Perhaps I should clarify that my comments are really academic in nature. They are about the principle of space travel from Earth, not much use in practice for the forseeable future.

What I"m trying to say is that escape velocity is only a critical target because, in practice, we must shut our rockets down and coast since we can only carry so much fuel. If we run out of fuel at any velocity less than escape velocity, our rocket will fall back to Earth (or into an elliptical orbit).

But in principle if we did not run out of fuel, we do not have to reach any specific velocity. Yes, if we chose to, we could travel at 1mph all the way to the Moon.

I'm not suggesting we'd want to; I just wanted to dispel the possible myth that it is impossible to escape a planetary gravity well without acheiving escape velocity.

 

[Janus]

I'm not sure if you're refuting my statements or not.
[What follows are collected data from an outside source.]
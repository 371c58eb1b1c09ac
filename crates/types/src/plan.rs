use crate::{RequirementId, RoomId};
use serde::{Deserialize, Serialize};

/// One placement of a block at an hour on a day, with its assigned rooms.
#[derive(Clone, Debug, Serialize, Deserialize, PartialEq, Eq, PartialOrd, Ord)]
pub struct Placement {
    pub block: Vec<RequirementId>,
    pub day: u8,
    pub start: u32,
    pub end: u32,
    pub rooms: Vec<RoomId>,
}

/// The full plan: every placement, plus any days whose scheduler hit its
/// time budget and returned the best feasible solution found instead of an
/// optimal one (spec §7: `solver_timeout` downgrades to a warning, it does
/// not abort the solve).
#[derive(Clone, Debug, Default, Serialize, Deserialize)]
pub struct Plan {
    pub placements: Vec<Placement>,
    pub timed_out_days: Vec<u8>,
}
Perhaps I should clarify that my comments are really academic in nature. They are about the principle of space travel from Earth, not much use in practice for the forseeable future.

What I"m trying to say is that escape velocity is only a critical target because, in practice, we must shut our rockets down and coast since we can only carry so much fuel. If we run out of fuel at any velocity less than escape velocity, our rocket will fall back to Earth (or into an elliptical orbit).

But in principle if we did not run out of fuel, we do not have to reach any specific velocity. Yes, if we chose to, we could travel at 1mph all the way to the Moon.

I'm not suggesting we'd want to; I just wanted to dispel the possible myth that it is impossible to escape a planetary gravity well without acheiving escape velocity.

But even traveling at 1 mph away from the Earth, you will reach escape velocity if you travel far enough, since you will eventually reach a distance where the escape velocity is 1 mph.